EXERCISE DIRECTIONS >> Below are the records; give again exactly the line with "if matches_directly(task, search, filters)", the line with "use crate::model::view::FilterValue;", and each line that lies between them, and nothing besides.

LISTED ENTRIES >>
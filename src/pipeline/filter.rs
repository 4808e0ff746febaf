use crate::model::task::Task;
use crate::model::view::{FilterOperator, FilterRule};

use super::field::{self, Column};

/// Case-insensitive substring test of the search term against the task
/// name. An empty term matches everything.
pub fn matches_search(task: &Task, search: &str) -> bool {
    if search.is_empty() {
        return true;
    }
    task.name.to_lowercase().contains(&search.to_lowercase())
}

/// Evaluate one filter rule against one task.
///
/// A missing field (unset, empty list, malformed date, unknown column)
/// satisfies only `is_empty`. An operator this build doesn't recognize
/// matches unconditionally so a misconfigured rule never hides tasks.
pub fn matches_rule(task: &Task, rule: &FilterRule) -> bool {
    let field = field::value_of(task, Column::parse(&rule.column));

    let Some(value) = field else {
        return rule.operator == FilterOperator::IsEmpty;
    };

    let text = value.to_string();
    let needle = rule.value.as_str().to_lowercase();

    match rule.operator {
        FilterOperator::Contains => text.to_lowercase().contains(&needle),
        FilterOperator::NotContains => !text.to_lowercase().contains(&needle),
        FilterOperator::Is => text.to_lowercase() == needle,
        FilterOperator::IsNot => text.to_lowercase() != needle,
        FilterOperator::IsEmpty => text.trim().is_empty(),
        FilterOperator::IsNotEmpty => !text.trim().is_empty(),
        FilterOperator::IsAnyOf => rule
            .value
            .as_list()
            .iter()
            .any(|v| v.to_lowercase() == text.to_lowercase()),
        FilterOperator::IsNoneOf => !rule
            .value
            .as_list()
            .iter()
            .any(|v| v.to_lowercase() == text.to_lowercase()),
        FilterOperator::Unknown => true,
    }
}

/// A node's direct match: search term AND every filter rule. Empty search
/// and an empty rule set both match.
pub fn matches_directly(task: &Task, search: &str, filters: &[FilterRule]) -> bool {
    matches_search(task, search) && filters.iter().all(|rule| matches_rule(task, rule))
}

/// Prune the tree, keeping a node if it matches directly or any descendant
/// survives — a matching leaf keeps its whole ancestor path reachable.
///
/// Structural only: field values and expansion flags pass through
/// untouched, and the input is never mutated.
pub fn filter_tree(tasks: &[Task], search: &str, filters: &[FilterRule]) -> Vec<Task> {
    let mut kept = Vec::new();
    for task in tasks {
        let children = filter_tree(&task.children, search, filters);
        if matches_directly(task, search, filters) || !children.is_empty() {
            let mut task = task.clone();
            task.children = children;
            kept.push(task);
        }
    }
    kept
}

#[cfg(test)]
mod tests {
    use super::*;
    use crate::model::task::{Priority, Status};
    use crate::model::view::FilterValue;
    use pretty_assertions::assert_eq;

    fn rule(column: &str, operator: FilterOperator, value: &str) -> FilterRule {
        FilterRule::new(column, operator, value)
    }

    fn tree() -> Vec<Task> {
        // 1 Website redesign
        //   2 Draft wireframes      (in_progress, high)
        //   3 Review copy           (in_review)
        // 4 Data migration          (completed)
        let mut root = Task::new(1, "Website redesign");
        let mut draft = Task::new(2, "Draft wireframes");
        draft.status = Status::InProgress;
        draft.priority = Some(Priority::High);
        let mut review = Task::new(3, "Review copy");
        review.status = Status::InReview;
        root.children = vec![draft, review];

        let mut migration = Task::new(4, "Data migration");
        migration.status = Status::Completed;
        vec![root, migration]
    }

    // --- Search term ---

    #[test]
    fn empty_search_matches_everything() {
        for task in &tree() {
            assert!(matches_search(task, ""));
        }
    }

    #[test]
    fn search_is_case_insensitive_substring() {
        let task = Task::new(1, "Website redesign");
        assert!(matches_search(&task, "REDESIGN"));
        assert!(matches_search(&task, "site re"));
        assert!(!matches_search(&task, "backend"));
    }

    // --- Rule evaluation ---

    #[test]
    fn is_and_is_not_compare_string_forms() {
        let mut task = Task::new(1, "T");
        task.status = Status::InProgress;
        assert!(matches_rule(&task, &rule("status", FilterOperator::Is, "in_progress")));
        assert!(matches_rule(&task, &rule("status", FilterOperator::Is, "IN_PROGRESS")));
        assert!(!matches_rule(&task, &rule("status", FilterOperator::Is, "new")));
        assert!(matches_rule(&task, &rule("status", FilterOperator::IsNot, "new")));
    }

    #[test]
    fn contains_tests_substrings() {
        let task = Task::new(1, "Draft wireframes");
        assert!(matches_rule(&task, &rule("name", FilterOperator::Contains, "wire")));
        assert!(!matches_rule(&task, &rule("name", FilterOperator::Contains, "copy")));
        assert!(matches_rule(&task, &rule("name", FilterOperator::NotContains, "copy")));
    }

    #[test]
    fn missing_field_satisfies_only_is_empty() {
        let task = Task::new(1, "No priority");
        assert!(matches_rule(&task, &rule("priority", FilterOperator::IsEmpty, "")));
        assert!(!matches_rule(&task, &rule("priority", FilterOperator::IsNotEmpty, "")));
        assert!(!matches_rule(&task, &rule("priority", FilterOperator::Is, "high")));
        assert!(!matches_rule(&task, &rule("priority", FilterOperator::Contains, "h")));
        // missing wins over fail-open: the field check runs first
        assert!(!matches_rule(&task, &rule("priority", FilterOperator::Unknown, "")));
    }

    #[test]
    fn blank_name_counts_as_empty() {
        let task = Task::new(1, "   ");
        assert!(matches_rule(&task, &rule("name", FilterOperator::IsEmpty, "")));
        assert!(!matches_rule(&task, &rule("name", FilterOperator::IsNotEmpty, "")));
    }

    #[test]
    fn unknown_operator_is_fail_open() {
        let task = Task::new(1, "Anything");
        assert!(matches_rule(&task, &rule("name", FilterOperator::Unknown, "zzz")));
    }

    #[test]
    fn unknown_column_reads_as_missing() {
        let task = Task::new(1, "Anything");
        assert!(matches_rule(&task, &rule("estimate", FilterOperator::IsEmpty, "")));
        assert!(!matches_rule(&task, &rule("estimate", FilterOperator::Is, "5")));
    }

    #[test]
    fn any_of_and_none_of_use_the_list() {
        let mut task = Task::new(1, "T");
        task.status = Status::Planned;
        let any = FilterRule {
            column: "status".into(),
            operator: FilterOperator::IsAnyOf,
            value: FilterValue::Many(vec!["new".into(), "planned".into()]),
        };
        assert!(matches_rule(&task, &any));

        let none = FilterRule {
            column: "status".into(),
            operator: FilterOperator::IsNoneOf,
            value: FilterValue::Many(vec!["new".into(), "planned".into()]),
        };
        assert!(!matches_rule(&task, &none));

        task.status = Status::Completed;
        assert!(!matches_rule(&task, &any));
        assert!(matches_rule(&task, &none));
    }

    #[test]
    fn rules_are_and_ed() {
        let mut task = Task::new(1, "Draft wireframes");
        task.status = Status::InProgress;
        let rules = vec![
            rule("status", FilterOperator::Is, "in_progress"),
            rule("name", FilterOperator::Contains, "draft"),
        ];
        assert!(matches_directly(&task, "", &rules));

        let rules = vec![
            rule("status", FilterOperator::Is, "in_progress"),
            rule("name", FilterOperator::Contains, "copy"),
        ];
        assert!(!matches_directly(&task, "", &rules));
    }

    #[test]
    fn direct_match_needs_search_and_rules() {
        let mut task = Task::new(1, "Draft wireframes");
        task.status = Status::InProgress;
        let rules = vec![rule("status", FilterOperator::Is, "in_progress")];
        assert!(matches_directly(&task, "wire", &rules));
        assert!(!matches_directly(&task, "copy", &rules));
    }

    // --- Tree filter ---

    #[test]
    fn leaf_match_keeps_ancestor_path() {
        // Root doesn't match "in_review" itself, but Review copy does
        let kept = filter_tree(&tree(), "", &[rule("status", FilterOperator::Is, "in_review")]);
        assert_eq!(kept.len(), 1);
        assert_eq!(kept[0].id, 1);
        assert_eq!(kept[0].children.len(), 1);
        assert_eq!(kept[0].children[0].id, 3);
    }

    #[test]
    fn non_matching_leaves_are_dropped() {
        let kept = filter_tree(&tree(), "", &[rule("status", FilterOperator::Is, "completed")]);
        assert_eq!(kept.len(), 1);
        assert_eq!(kept[0].id, 4);
        assert!(kept[0].children.is_empty());
    }

    #[test]
    fn matching_parent_keeps_only_matching_children() {
        // Root matches by name; children are still pruned by the rule
        let kept = filter_tree(
            &tree(),
            "redesign",
            &[rule("status", FilterOperator::Is, "in_progress")],
        );
        assert_eq!(kept.len(), 1);
        assert_eq!(kept[0].children.len(), 1);
        assert_eq!(kept[0].children[0].id, 2);
    }

    #[test]
    fn filtering_never_touches_fields_or_expansion() {
        let mut input = tree();
        input[0].is_expanded = false;
        let kept = filter_tree(&input, "", &[]);
        assert_eq!(kept, input);
        assert!(!kept[0].is_expanded);
    }

    #[test]
    fn filter_is_idempotent() {
        let rules = vec![rule("status", FilterOperator::IsNot, "completed")];
        let once = filter_tree(&tree(), "", &rules);
        let twice = filter_tree(&once, "", &rules);
        assert_eq!(once, twice);
    }
}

EXERCISE RESPONSE >>
        if matches_directly(task, search, filters) || !children.is_empty() {
            let mut task = task.clone();
            task.children = children;
            kept.push(task);
        }
    }
    kept
}

#[cfg(test)]
mod tests {
    use super::*;
    use crate::model::task::{Priority, Status};
    use crate::model::view::FilterValue;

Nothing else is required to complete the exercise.